───── EXTRACTED INFORMATION ─────

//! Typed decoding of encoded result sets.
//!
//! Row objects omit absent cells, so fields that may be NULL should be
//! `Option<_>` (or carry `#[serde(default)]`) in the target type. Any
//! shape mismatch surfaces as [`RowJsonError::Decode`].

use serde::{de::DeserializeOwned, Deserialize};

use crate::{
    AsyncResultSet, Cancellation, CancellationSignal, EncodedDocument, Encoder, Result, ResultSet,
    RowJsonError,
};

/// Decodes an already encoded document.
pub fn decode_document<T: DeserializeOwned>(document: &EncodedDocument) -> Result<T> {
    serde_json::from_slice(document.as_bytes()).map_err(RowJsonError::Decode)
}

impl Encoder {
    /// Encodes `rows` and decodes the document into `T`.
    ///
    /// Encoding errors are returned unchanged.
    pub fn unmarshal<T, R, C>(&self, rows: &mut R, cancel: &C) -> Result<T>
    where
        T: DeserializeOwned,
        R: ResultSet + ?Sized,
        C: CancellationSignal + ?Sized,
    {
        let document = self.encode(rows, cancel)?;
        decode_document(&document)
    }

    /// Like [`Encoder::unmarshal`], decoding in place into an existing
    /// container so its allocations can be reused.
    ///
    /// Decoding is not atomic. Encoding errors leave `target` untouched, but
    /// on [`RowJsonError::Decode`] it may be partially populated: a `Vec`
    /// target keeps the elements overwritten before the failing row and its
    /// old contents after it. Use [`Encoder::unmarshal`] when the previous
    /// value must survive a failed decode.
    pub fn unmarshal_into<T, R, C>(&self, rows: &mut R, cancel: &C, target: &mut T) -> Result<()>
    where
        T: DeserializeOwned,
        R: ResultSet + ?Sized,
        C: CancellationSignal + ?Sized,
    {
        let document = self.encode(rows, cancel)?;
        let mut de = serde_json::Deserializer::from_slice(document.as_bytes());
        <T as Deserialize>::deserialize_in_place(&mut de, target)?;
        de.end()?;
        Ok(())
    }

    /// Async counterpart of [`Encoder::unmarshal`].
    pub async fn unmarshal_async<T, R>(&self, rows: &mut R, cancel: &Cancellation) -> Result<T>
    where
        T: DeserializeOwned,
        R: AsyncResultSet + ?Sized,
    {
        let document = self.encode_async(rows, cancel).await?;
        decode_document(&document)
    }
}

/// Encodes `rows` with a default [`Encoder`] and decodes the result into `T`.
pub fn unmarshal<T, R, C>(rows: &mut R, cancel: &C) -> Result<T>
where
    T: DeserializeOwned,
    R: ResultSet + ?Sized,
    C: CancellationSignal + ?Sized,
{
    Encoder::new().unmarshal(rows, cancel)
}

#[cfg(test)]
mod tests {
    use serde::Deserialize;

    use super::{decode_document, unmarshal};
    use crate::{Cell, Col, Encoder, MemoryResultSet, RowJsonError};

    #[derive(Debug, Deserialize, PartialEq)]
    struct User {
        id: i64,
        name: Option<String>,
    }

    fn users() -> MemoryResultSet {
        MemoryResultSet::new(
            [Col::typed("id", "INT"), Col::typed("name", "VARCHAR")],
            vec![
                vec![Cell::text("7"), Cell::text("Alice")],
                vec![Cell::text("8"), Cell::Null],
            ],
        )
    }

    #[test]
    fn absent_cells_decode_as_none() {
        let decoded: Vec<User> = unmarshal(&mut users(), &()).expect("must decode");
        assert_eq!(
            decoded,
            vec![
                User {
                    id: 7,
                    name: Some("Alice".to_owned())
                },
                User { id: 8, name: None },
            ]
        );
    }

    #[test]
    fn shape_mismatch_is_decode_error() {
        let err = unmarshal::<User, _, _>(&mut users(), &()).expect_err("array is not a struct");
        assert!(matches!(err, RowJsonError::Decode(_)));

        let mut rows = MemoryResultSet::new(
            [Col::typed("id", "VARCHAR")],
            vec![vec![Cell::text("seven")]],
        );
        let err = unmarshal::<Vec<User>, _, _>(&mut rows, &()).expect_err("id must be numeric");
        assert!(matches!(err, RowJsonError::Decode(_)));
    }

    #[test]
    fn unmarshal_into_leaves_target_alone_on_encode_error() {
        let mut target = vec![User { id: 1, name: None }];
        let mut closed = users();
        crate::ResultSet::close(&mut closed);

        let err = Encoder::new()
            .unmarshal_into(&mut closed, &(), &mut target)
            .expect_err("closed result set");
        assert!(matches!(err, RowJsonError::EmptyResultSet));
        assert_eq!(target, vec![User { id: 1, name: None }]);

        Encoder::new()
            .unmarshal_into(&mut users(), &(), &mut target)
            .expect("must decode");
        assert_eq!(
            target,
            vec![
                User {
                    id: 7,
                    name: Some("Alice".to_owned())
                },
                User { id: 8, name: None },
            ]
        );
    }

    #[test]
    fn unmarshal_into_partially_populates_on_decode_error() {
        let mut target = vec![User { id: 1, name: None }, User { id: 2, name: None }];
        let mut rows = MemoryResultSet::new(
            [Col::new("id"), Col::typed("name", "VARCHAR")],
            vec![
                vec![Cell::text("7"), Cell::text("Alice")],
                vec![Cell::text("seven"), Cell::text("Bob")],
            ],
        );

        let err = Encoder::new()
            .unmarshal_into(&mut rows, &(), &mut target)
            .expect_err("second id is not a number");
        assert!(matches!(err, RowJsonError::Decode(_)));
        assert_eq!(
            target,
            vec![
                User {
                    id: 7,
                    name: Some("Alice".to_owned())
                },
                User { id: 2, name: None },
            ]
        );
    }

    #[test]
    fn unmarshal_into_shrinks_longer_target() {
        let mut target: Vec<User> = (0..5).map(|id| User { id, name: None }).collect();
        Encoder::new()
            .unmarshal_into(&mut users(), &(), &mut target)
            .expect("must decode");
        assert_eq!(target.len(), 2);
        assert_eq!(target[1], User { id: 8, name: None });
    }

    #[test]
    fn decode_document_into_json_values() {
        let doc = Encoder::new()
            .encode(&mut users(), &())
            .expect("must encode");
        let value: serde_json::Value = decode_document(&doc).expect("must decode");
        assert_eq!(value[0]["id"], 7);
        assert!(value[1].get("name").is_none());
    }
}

─────
───── EXTRACTED INFORMATION ─────

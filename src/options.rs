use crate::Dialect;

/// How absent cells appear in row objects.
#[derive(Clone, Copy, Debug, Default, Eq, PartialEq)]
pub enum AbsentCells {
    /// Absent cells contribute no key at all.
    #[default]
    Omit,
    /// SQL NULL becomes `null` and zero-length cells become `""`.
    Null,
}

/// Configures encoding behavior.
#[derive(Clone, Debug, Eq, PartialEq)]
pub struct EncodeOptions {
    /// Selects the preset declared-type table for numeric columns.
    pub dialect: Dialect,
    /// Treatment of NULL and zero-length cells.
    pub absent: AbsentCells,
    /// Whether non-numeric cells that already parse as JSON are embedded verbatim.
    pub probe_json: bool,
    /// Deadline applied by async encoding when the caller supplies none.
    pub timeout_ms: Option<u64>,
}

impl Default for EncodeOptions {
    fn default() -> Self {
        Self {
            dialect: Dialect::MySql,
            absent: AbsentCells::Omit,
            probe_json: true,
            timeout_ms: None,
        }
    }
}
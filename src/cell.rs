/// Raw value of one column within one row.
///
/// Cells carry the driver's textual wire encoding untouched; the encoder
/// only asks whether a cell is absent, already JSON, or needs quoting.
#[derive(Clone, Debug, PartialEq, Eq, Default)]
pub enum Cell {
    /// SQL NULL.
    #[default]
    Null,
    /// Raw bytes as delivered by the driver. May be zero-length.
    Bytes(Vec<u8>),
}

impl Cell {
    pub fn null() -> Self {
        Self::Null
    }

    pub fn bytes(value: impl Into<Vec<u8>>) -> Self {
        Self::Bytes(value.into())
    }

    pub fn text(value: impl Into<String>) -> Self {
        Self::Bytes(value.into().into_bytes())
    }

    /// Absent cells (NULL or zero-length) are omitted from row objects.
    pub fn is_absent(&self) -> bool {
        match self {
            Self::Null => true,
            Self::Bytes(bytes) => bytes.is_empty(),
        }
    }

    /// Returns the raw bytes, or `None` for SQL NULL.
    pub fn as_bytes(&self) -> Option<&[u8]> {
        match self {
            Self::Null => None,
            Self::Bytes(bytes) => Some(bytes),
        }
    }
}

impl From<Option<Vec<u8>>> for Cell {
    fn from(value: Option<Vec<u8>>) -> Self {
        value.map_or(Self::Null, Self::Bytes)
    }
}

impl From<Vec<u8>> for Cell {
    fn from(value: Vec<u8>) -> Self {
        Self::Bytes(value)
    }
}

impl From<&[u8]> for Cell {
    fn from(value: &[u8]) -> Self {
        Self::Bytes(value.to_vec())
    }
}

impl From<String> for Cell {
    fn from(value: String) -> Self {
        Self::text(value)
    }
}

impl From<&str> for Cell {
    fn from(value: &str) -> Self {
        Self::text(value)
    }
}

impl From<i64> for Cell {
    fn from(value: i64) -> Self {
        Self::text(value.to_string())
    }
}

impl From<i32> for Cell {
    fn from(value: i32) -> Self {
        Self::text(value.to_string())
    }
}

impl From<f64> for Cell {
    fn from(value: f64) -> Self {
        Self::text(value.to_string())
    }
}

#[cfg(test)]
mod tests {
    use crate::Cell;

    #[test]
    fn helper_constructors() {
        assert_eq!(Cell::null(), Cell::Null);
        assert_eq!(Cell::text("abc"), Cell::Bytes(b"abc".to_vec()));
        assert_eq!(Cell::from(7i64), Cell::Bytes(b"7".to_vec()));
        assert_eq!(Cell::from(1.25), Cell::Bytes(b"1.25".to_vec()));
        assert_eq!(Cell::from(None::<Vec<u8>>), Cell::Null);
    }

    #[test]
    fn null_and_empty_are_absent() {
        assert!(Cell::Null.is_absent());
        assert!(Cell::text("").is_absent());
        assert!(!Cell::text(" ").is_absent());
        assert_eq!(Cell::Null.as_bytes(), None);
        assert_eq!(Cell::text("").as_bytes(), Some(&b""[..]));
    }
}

─────

ACTIVITY | Filter the entries above down to the lines that contain the word "derive".

EXERCISE SOLUTION |
    #[derive(Debug, Deserialize, PartialEq)]
#[derive(Clone, Copy, Debug, Default, Eq, PartialEq)]
#[derive(Clone, Debug, Eq, PartialEq)]
#[derive(Clone, Debug, PartialEq, Eq, Default)]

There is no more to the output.